Unfortunately, my numpy reimplementation blows up after few iteration while the pytorch implementation starts to converge. I was wondering if pytorch is using anything different than simple chain rule in the SGD optimizer or if my numpy implementation is off.


Hi Blade!

I would start by checking, step by step, whether your pytorch and
numpy implementations give the same results (up to round-off error).

First initialize your pytorch and numpy models with the same weights.

Then pass the same single sample through both models and see if
the model outputs are the same. Then check that the loss-function
values are the same. Then backpropagate both and see if they
generate the same gradients. Finally take one optimizer step and
see whether you get the same updated weights for both models.

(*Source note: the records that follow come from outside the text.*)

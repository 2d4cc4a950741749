//! Fact table and random fact selection.
//!
//! Every mood maps to a fixed, non-empty list of trivia facts. Selection is
//! uniform over that list and goes through [`RandomSource`] so callers can
//! pin it down in tests.

use crate::mood::MoodCategory;
use rand::Rng;
use std::collections::HashMap;

const ENERGETIC: &[&str] = &[
    "Hummingbirds can flap their wings up to 80 times per second!",
    "The fastest land animal, the cheetah, can accelerate faster than a sports car.",
];

const REFLECTIVE: &[&str] = &[
    "Petrichor is the smell of rain, created by oils plants release during dry periods.",
    "Your brain uses more energy when daydreaming than during some tasks.",
];

const CALM: &[&str] = &[
    "Sea otters hold hands when they sleep to avoid drifting apart.",
    "Listening to certain music can slow your heart rate and reduce stress.",
];

const ANXIOUS: &[&str] = &[
    "Deep breathing can activate the vagus nerve, calming your nervous system.",
    "Writing about your thoughts can reduce anxiety over time.",
];

const CURIOUS: &[&str] = &[
    "Octopuses have three hearts and blue blood.",
    "There are more stars in the universe than grains of sand on Earth.",
];

lazy_static::lazy_static! {
    /// Read-only for the life of the process.
    static ref FACTS: HashMap<MoodCategory, &'static [&'static str]> = HashMap::from([
        (MoodCategory::Energetic, ENERGETIC),
        (MoodCategory::Reflective, REFLECTIVE),
        (MoodCategory::Calm, CALM),
        (MoodCategory::Anxious, ANXIOUS),
        (MoodCategory::Curious, CURIOUS),
    ]);
}

/// Source of uniform indices.
pub trait RandomSource {
    /// Returns an index in `0..len`. `len` is never zero.
    fn next_index(&mut self, len: usize) -> usize;
}

/// [`RandomSource`] backed by the thread-local generator.
#[derive(Debug, Default, Clone, Copy)]
pub struct ThreadRandom;

impl RandomSource for ThreadRandom {
    fn next_index(&mut self, len: usize) -> usize {
        rand::thread_rng().gen_range(0..len)
    }
}

/// Facts for a mood, falling back to the `Curious` list.
#[must_use]
pub fn facts_for(category: MoodCategory) -> &'static [&'static str] {
    FACTS
        .get(&category)
        .or_else(|| FACTS.get(&MoodCategory::Curious))
        .copied()
        .unwrap_or(CURIOUS)
}

/// Picks one fact for `category`, uniformly at random.
pub fn pick_fact(category: MoodCategory, rng: &mut dyn RandomSource) -> &'static str {
    let facts = facts_for(category);
    let index = rng.next_index(facts.len());
    log::trace!("Picked fact #{index} of {} for `{category}'.", facts.len());
    facts[index.min(facts.len() - 1)]
}

/// Same as [`pick_fact`] but keyed by label. Unknown labels use the
/// `Curious` facts.
pub fn pick_fact_for_label(label: &str, rng: &mut dyn RandomSource) -> &'static str {
    let category = MoodCategory::from_label(label).unwrap_or_else(|| {
        log::debug!("Unknown mood `{label}', falling back to Curious facts.");
        MoodCategory::Curious
    });
    pick_fact(category, rng)
}
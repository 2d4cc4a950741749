//! Mood facts from your listening history.
//!
//! Logs in to the streaming service with the OAuth implicit grant, reads the
//! user's 20 most recently played tracks, averages their valence and energy,
//! maps the average to one of five moods and shows a trivia fact for it.
//!
//! Core modules:
//! - [`mood`] - Classification and averaging
//! - [`facts`] - Fact table and random selection
//! - [`flow`] - State machine and controller tying everything together
//! - [`api`] - Streaming API client
//! - [`token_store`] - Persisted credential
//!
//! ### Supporting Modules
//!
//! - [`auth`] - Authorization URL and redirect fragment parsing
//! - [`page`] - Renderer and navigator capabilities, terminal page model
//! - [`config`] - Configuration and data directory management
//! - [`cli`] - Command-line interface definitions with clap integration
//! - [`completion`] - Shell completion generation
//! - [`error`] - Error taxonomy
//!
//! ## Quick Start Example
//!
//! ```no_run
//! use moodfacts::api::SpotifyClient;
//! use moodfacts::config::{self, Config};
//! use moodfacts::facts::ThreadRandom;
//! use moodfacts::flow::FlowController;
//! use moodfacts::page::{Location, Page};
//! use moodfacts::token_store::SqliteTokenStore;
//!
//! let config = Config::default();
//! let data_dir = config::get_data_dir(None)?;
//! let store = SqliteTokenStore::open(&config::storage_path(&data_dir), &config.origin(), &config.storage_key)?;
//! let api = SpotifyClient::new(&config.api_base, config.recently_played_limit)?;
//! let location = Location::new(config.redirect_uri.clone());
//!
//! let mut controller = FlowController::new(config, store, api, Page::default(), location, Box::new(ThreadRandom));
//! controller.start("https://aaes250.github.io/test-app/#access_token=...")?;
//! print!("{}", controller.renderer());
//! # Ok::<(), anyhow::Error>(())
//! ```
//!
//! ## Error Handling
//!
//! Failures of the loading sequence are [`error::MoodError`] values and end
//! up as text in the page's error region. Infrastructure failures (storage,
//! config files) are `anyhow::Error`s returned to the caller.

pub mod api;
pub mod auth;
pub mod cli;
pub mod completion;
pub mod config;
pub mod error;
pub mod facts;
pub mod flow;
pub mod mood;
pub mod page;
pub mod token_store;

Presumably the two implementations differ somewhere, and this
should show you where.

As an aside, you have four linear layers without any intervening
non-linear “activations.” As such, the four layers collapse into a
single linear layer. This won’t break anything, but the example you
are studying is just a complicated way of writing a single linear
layer, Linear (784, 1, bias = False). Recognizing this might
make it simpler to carry out your debugging.


K. Frank

1 Like

I appreciate the comment, Frank. It turned out I defined e4 with an extra negative.